Curl fails to consider some security related options when reusing TLS connections. For example:
CURLOPT_SSL_OPTIONS
CURLOPT_PROXY_SSL_OPTIONS
CURLOPT_CRLFILE
CURLOPT_PROXY_CRLFILE
CURLOPT_TLSAUTH_TYPE
CURLOPT_TLSAUTH_USERNAME
CURLOPT_TLSAUTH_PASSWORD
CURLOPT_PROXY_TLSAUTH_TYPE
CURLOPT_PROXY_TLSAUTH_USERNAME
CURLOPT_PROXY_TLSAUTH_PASSWORD
As a result for example TLS connection with lower security (CURLSSLOPT_ALLOW_BEAST
, CURLSSLOPT_NO_REVOKE
) connection reused when it should no longer be. Also connection that has been authenticated perviously with CURLSSLOPT_AUTO_CLIENT_CERT
might be reused for connections that should not be.

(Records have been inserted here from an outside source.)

// Copyright 2022, The Android Open Source Project
//
// Licensed under the Apache License, Version 2.0 (the "License");
// you may not use this file except in compliance with the License.
// You may obtain a copy of the License at
//
//     http://www.apache.org/licenses/LICENSE-2.0
//
// Unless required by applicable law or agreed to in writing, software
// distributed under the License is distributed on an "AS IS" BASIS,
// WITHOUT WARRANTIES OR CONDITIONS OF ANY KIND, either express or implied.
// See the License for the specific language governing permissions and
// limitations under the License.

use std::ops::{Deref, DerefMut};
use std::rc::Rc;

use log::{debug, error};
use uci_packets::{MAX_PACKET_LEN, MAX_PAYLOAD_LEN, UCI_PACKET_HEADER_LEN};

use crate::buffer::{Block, BlockAllocator, BlockChain, MIN_BLOCK_SIZE};
use crate::error::{Error, Result};

/// The maximum number of nested sub-messages open at the same time.
pub const MAX_NEST_DEPTH: usize = 8;

/// The location of a byte written by [`MessageBuilder::reserve_u8`], to be patched later.
#[derive(Clone, Copy, Debug, PartialEq, Eq)]
pub struct ReservedByte {
    block: usize,
    offset: usize,
}

/// Builds a message payload as a chain of blocks.
///
/// Every write returns a `Result`. The first failure is latched: from then on every write fails
/// with that same error and leaves the chain untouched, so a sequence of writes can be checked
/// once at the end with [`MessageBuilder::failed`] or [`MessageBuilder::finish`].
///
/// The blocks are allocated with room for a packet header and filled with at most one packet
/// payload each, so that the segmentation can frame them in place.
pub struct MessageBuilder {
    allocator: Rc<dyn BlockAllocator>,
    chain: BlockChain,
    first_error: Option<Error>,
    expected_packet_size: usize,
    nest_depth: usize,
}

impl MessageBuilder {
    pub fn new(allocator: Rc<dyn BlockAllocator>) -> Self {
        Self::with_packet_size(allocator, MAX_PACKET_LEN)
    }

    /// Create a builder whose blocks hold packets of at most `expected_packet_size` bytes,
    /// header included. The size is clamped to [MIN_BLOCK_SIZE, MAX_PACKET_LEN].
    pub fn with_packet_size(
        allocator: Rc<dyn BlockAllocator>,
        expected_packet_size: usize,
    ) -> Self {
        Self {
            allocator,
            chain: BlockChain::new(),
            first_error: None,
            expected_packet_size: expected_packet_size.clamp(MIN_BLOCK_SIZE, MAX_PACKET_LEN),
            nest_depth: 0,
        }
    }

    pub fn expected_packet_size(&self) -> usize {
        self.expected_packet_size
    }

    /// Whether any write failed so far.
    pub fn failed(&self) -> bool {
        self.first_error.is_some()
    }

    pub fn first_error(&self) -> Option<&Error> {
        self.first_error.as_ref()
    }

    /// The number of payload bytes written so far.
    pub fn len(&self) -> usize {
        self.chain.total_len()
    }

    pub fn is_empty(&self) -> bool {
        self.len() == 0
    }

    /// Append raw bytes, allocating new blocks as needed.
    pub fn put(&mut self, mut bytes: &[u8]) -> Result<&mut Self> {
        self.check()?;
        while !bytes.is_empty() {
            self.ensure_room()?;
            let n = self.chain.extend_back(bytes, self.block_payload_limit());
            bytes = &bytes[n..];
        }
        Ok(self)
    }

    pub fn put_u8(&mut self, value: u8) -> Result<&mut Self> {
        self.put(&[value])
    }

    pub fn put_u16(&mut self, value: u16) -> Result<&mut Self> {
        self.put(&value.to_le_bytes())
    }

    pub fn put_u32(&mut self, value: u32) -> Result<&mut Self> {
        self.put(&value.to_le_bytes())
    }

    /// Append the low 48 bits of `value` as 6 bytes.
    pub fn put_u48(&mut self, value: u64) -> Result<&mut Self> {
        self.put(&value.to_le_bytes()[..6])
    }

    pub fn put_u64(&mut self, value: u64) -> Result<&mut Self> {
        self.put(&value.to_le_bytes())
    }

    /// Reserve up to `size` bytes for the caller to write in place.
    ///
    /// The returned slice is shorter than `size` when the current block cannot hold it all; the
    /// caller loops until everything is written.
    pub fn put_nocopy(&mut self, size: usize) -> Result<&mut [u8]> {
        self.check()?;
        if size == 0 {
            return Ok(&mut []);
        }
        self.ensure_room()?;
        let limit = self.block_payload_limit();
        Ok(self.chain.reserve_back(size, limit))
    }

    /// Splice `block` into the message without copying. The builder owns the block from now on;
    /// a failed builder releases it immediately.
    pub fn put_blk(&mut self, block: Block) -> Result<&mut Self> {
        if let Err(e) = self.check() {
            debug!("Releasing a {} byte block spliced into a failed message", block.len());
            return Err(e);
        }
        self.chain.push_back(block);
        Ok(self)
    }

    /// Write `initial` and return a handle to patch it later with [`MessageBuilder::set_reserved`].
    pub fn reserve_u8(&mut self, initial: u8) -> Option<ReservedByte> {
        self.reserve(initial).ok()
    }

    pub fn set_reserved(&mut self, handle: ReservedByte, value: u8) {
        if self.failed() {
            return;
        }
        match self.chain.byte_mut(handle.block, handle.offset) {
            Some(byte) => *byte = value,
            None => error!("Reserved byte {:?} is out of the message", handle),
        }
    }

    /// Open a nested sub-message. A one-byte element count is written now and patched with
    /// [`Nest::elems_nr`] when the nest ends.
    pub fn start_nest(&mut self) -> Result<Nest<'_>> {
        self.check()?;
        if self.nest_depth >= MAX_NEST_DEPTH {
            return Err(self.fail(Error::NestTooDeep));
        }
        let count = self.reserve(0)?;
        self.nest_depth += 1;
        Ok(Nest { builder: self, count, elems_nr: 0 })
    }

    /// Hand over the built payload, or the first error.
    pub fn finish(self) -> Result<BlockChain> {
        match self.first_error {
            Some(e) => Err(e),
            None => Ok(self.chain),
        }
    }

    fn reserve(&mut self, initial: u8) -> Result<ReservedByte> {
        self.put_u8(initial)?;
        let block = self.chain.block_count() - 1;
        let offset = self.chain.back().map_or(0, |b| b.len() - 1);
        Ok(ReservedByte { block, offset })
    }

    fn check(&self) -> Result<()> {
        match &self.first_error {
            Some(e) => Err(e.clone()),
            None => Ok(()),
        }
    }

    fn fail(&mut self, error: Error) -> Error {
        self.first_error.get_or_insert(error).clone()
    }

    fn block_payload_limit(&self) -> usize {
        (self.expected_packet_size - UCI_PACKET_HEADER_LEN).min(MAX_PAYLOAD_LEN)
    }

    // Make sure the last block can take at least one more byte.
    fn ensure_room(&mut self) -> Result<()> {
        if self.chain.back_room(self.block_payload_limit()) > 0 {
            return Ok(());
        }
        match Block::alloc_with_header_room(&self.allocator, self.expected_packet_size) {
            Some(block) => {
                self.chain.push_back(block);
                Ok(())
            }
            None => Err(self.fail(Error::NoBuffer)),
        }
    }
}

/// An open nested sub-message. It dereferences to the parent builder for writing the elements,
/// and patches the element count into the parent when it ends or is dropped.
pub struct Nest<'a> {
    builder: &'a mut MessageBuilder,
    count: ReservedByte,
    elems_nr: u8,
}

impl Nest<'_> {
    /// Count one more element. Fails when the count no longer fits in its byte.
    pub fn add_elem(&mut self) -> Result<()> {
        self.builder.check()?;
        match self.elems_nr.checked_add(1) {
            Some(n) => {
                self.elems_nr = n;
                Ok(())
            }
            None => Err(self.builder.fail(Error::BadParameters)),
        }
    }

    pub fn elems_nr(&self) -> u8 {
        self.elems_nr
    }

    /// Close the nest. Same as dropping it.
    pub fn end(self) {}
}

impl Deref for Nest<'_> {
    type Target = MessageBuilder;

    fn deref(&self) -> &MessageBuilder {
        self.builder
    }
}

impl DerefMut for Nest<'_> {
    fn deref_mut(&mut self) -> &mut MessageBuilder {
        self.builder
    }
}

impl Drop for Nest<'_> {
    fn drop(&mut self) {
        let (count, elems_nr) = (self.count, self.elems_nr);
        self.builder.set_reserved(count, elems_nr);
        self.builder.nest_depth -= 1;
    }
}

#[cfg(test)]
mod tests {
    use super::*;

    use crate::buffer::mock_allocator::{CountingAllocator, FailingAllocator};

    fn counting_builder(packet_size: usize) -> (Rc<CountingAllocator>, MessageBuilder) {
        let counting = Rc::new(CountingAllocator::new());
        let allocator: Rc<dyn BlockAllocator> = counting.clone();
        (counting, MessageBuilder::with_packet_size(allocator, packet_size))
    }

    fn assert_total_len(chain: &BlockChain) {
        assert_eq!(chain.total_len(), chain.iter().map(Block::len).sum::<usize>());
    }

    #[test]
    fn test_little_endian_scalars() {
        let (_, mut builder) = counting_builder(MAX_PACKET_LEN);
        builder.put_u16(0x0102).unwrap();
        builder.put_u32(0x0304_0506).unwrap();
        builder.put_u48(0xffff_0708_090a_0b0c).unwrap();
        builder.put_u64(0x0d0e_0f10_1112_1314).unwrap();
        let chain = builder.finish().unwrap();
        assert_eq!(
            chain.to_vec(),
            vec![
                0x02, 0x01, 0x06, 0x05, 0x04, 0x03, 0x0c, 0x0b, 0x0a, 0x09, 0x08, 0x07, 0x14, 0x13,
                0x12, 0x11, 0x10, 0x0f, 0x0e, 0x0d
            ]
        );
    }

    #[test]
    fn test_blocks_hold_one_packet_payload() {
        let (_, mut builder) = counting_builder(MAX_PACKET_LEN);
        builder.put(&[0x5a; 600]).unwrap();
        let chain = builder.finish().unwrap();
        let lens: Vec<usize> = chain.iter().map(Block::len).collect();
        assert_eq!(lens, vec![255, 255, 90]);
        assert!(chain.iter().all(Block::is_header_reserved));
        assert_total_len(&chain);

        let (_, mut builder) = counting_builder(24);
        builder.put(&[0x5a; 50]).unwrap();
        let chain = builder.finish().unwrap();
        let lens: Vec<usize> = chain.iter().map(Block::len).collect();
        assert_eq!(lens, vec![20, 20, 10]);
    }

    #[test]
    fn test_packet_size_is_clamped() {
        let (_, builder) = counting_builder(1);
        assert_eq!(builder.expected_packet_size(), MIN_BLOCK_SIZE);
        let (_, builder) = counting_builder(10_000);
        assert_eq!(builder.expected_packet_size(), MAX_PACKET_LEN);
    }

    #[test]
    fn test_error_is_latched() {
        let (counting, mut builder) = counting_builder(MAX_PACKET_LEN);
        counting.fail_after(1);
        assert_eq!(builder.put(&[0; 300]).err(), Some(Error::NoBuffer));
        assert!(builder.failed());
        assert_eq!(builder.len(), 255);

        for _ in 0..10 {
            assert_eq!(builder.put_u32(1).err(), Some(Error::NoBuffer));
            assert!(builder.put_nocopy(4).is_err());
            assert!(builder.reserve_u8(0).is_none());
            assert!(builder.start_nest().is_err());
        }
        assert_eq!(builder.len(), 255);
        assert_eq!(builder.first_error(), Some(&Error::NoBuffer));
        assert_eq!(builder.finish().err(), Some(Error::NoBuffer));
        assert_eq!(counting.outstanding(), 0);
    }

    #[test]
    fn test_exhausted_allocator() {
        let allocator: Rc<dyn BlockAllocator> = Rc::new(FailingAllocator);
        let mut builder = MessageBuilder::new(allocator);
        assert!(builder.put_u8(1).is_err());
        assert!(builder.failed());
        assert!(builder.is_empty());
    }

    #[test]
    fn test_empty_write_allocates_nothing() {
        let (counting, mut builder) = counting_builder(MAX_PACKET_LEN);
        builder.put(&[]).unwrap();
        assert!(builder.put_nocopy(0).unwrap().is_empty());
        assert_eq!(counting.allocated(), 0);
        assert!(builder.finish().unwrap().is_empty());
    }

    #[test]
    fn test_put_nocopy_is_bounded_by_block() {
        let (_, mut builder) = counting_builder(24);
        builder.put(&[1; 18]).unwrap();
        let space = builder.put_nocopy(8).unwrap();
        assert_eq!(space.len(), 2);
        space.copy_from_slice(&[2, 2]);
        let space = builder.put_nocopy(8).unwrap();
        assert_eq!(space.len(), 8);
        space.fill(3);

        let chain = builder.finish().unwrap();
        assert_eq!(chain.block_count(), 2);
        assert_eq!(chain.total_len(), 28);
        assert_total_len(&chain);
    }

    #[test]
    fn test_put_blk() {
        let (_, mut builder) = counting_builder(MAX_PACKET_LEN);
        builder.put_u8(0x10).unwrap();
        builder.put_blk(Block::from(vec![0x20; 300])).unwrap();
        builder.put_u8(0x30).unwrap();
        let chain = builder.finish().unwrap();
        assert_eq!(chain.block_count(), 3);
        assert_eq!(chain.total_len(), 302);
        assert_total_len(&chain);
    }

    #[test]
    fn test_put_blk_on_failed_builder_releases_block() {
        let allocator: Rc<dyn BlockAllocator> = Rc::new(FailingAllocator);
        let mut builder = MessageBuilder::new(allocator);
        let _ = builder.put_u8(0);

        let released = Rc::new(std::cell::Cell::new(false));
        let released_clone = released.clone();
        let block = Block::from_external(vec![1, 2, 3], move |_| released_clone.set(true));
        assert!(builder.put_blk(block).is_err());
        assert!(released.get());
    }

    #[test]
    fn test_reserve_u8() {
        let (_, mut builder) = counting_builder(24);
        builder.put(&[0; 19]).unwrap();
        let handle = builder.reserve_u8(0xff).unwrap();
        builder.put(&[0; 5]).unwrap();
        builder.set_reserved(handle, 0x42);
        let chain = builder.finish().unwrap();
        assert_eq!(chain.front().unwrap().data()[19], 0x42);
    }

    #[test]
    fn test_nest_patches_count() {
        let (_, mut builder) = counting_builder(MAX_PACKET_LEN);
        let mut nest = builder.start_nest().unwrap();
        nest.put_u8(0xaa).unwrap();
        nest.add_elem().unwrap();
        {
            let mut inner = nest.start_nest().unwrap();
            inner.put_u16(0xbbcc).unwrap();
            inner.add_elem().unwrap();
            inner.put_u16(0xddee).unwrap();
            inner.add_elem().unwrap();
            assert_eq!(inner.elems_nr(), 2);
        }
        nest.add_elem().unwrap();
        nest.end();

        let chain = builder.finish().unwrap();
        assert_eq!(chain.to_vec(), vec![2, 0xaa, 2, 0xcc, 0xbb, 0xee, 0xdd]);
    }

    #[test]
    fn test_nest_depth_is_bounded() {
        fn open(builder: &mut MessageBuilder, depth: usize) -> Result<()> {
            let mut nest = builder.start_nest()?;
            if depth > 1 {
                open(&mut nest, depth - 1)?;
            }
            nest.add_elem()
        }

        let (_, mut builder) = counting_builder(MAX_PACKET_LEN);
        open(&mut builder, MAX_NEST_DEPTH).unwrap();
        assert_eq!(builder.len(), MAX_NEST_DEPTH);

        assert_eq!(open(&mut builder, MAX_NEST_DEPTH + 1).err(), Some(Error::NestTooDeep));
        assert!(builder.failed());
    }

    #[test]
    fn test_nest_count_overflow() {
        let (_, mut builder) = counting_builder(MAX_PACKET_LEN);
        let mut nest = builder.start_nest().unwrap();
        for _ in 0..u8::MAX {
            nest.add_elem().unwrap();
        }
        assert_eq!(nest.add_elem().err(), Some(Error::BadParameters));
        drop(nest);
        assert!(builder.failed());
    }
}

CURLOPT_SSH_PUBLIC_KEYFILE
CURLOPT_SSH_PRIVATE_KEYFILE
If the attacker knows the vulnerable application used SSH key authentication towards specific host with certain username and protocol they can then perform actions to the same host afterwards and abuse the connection reuse.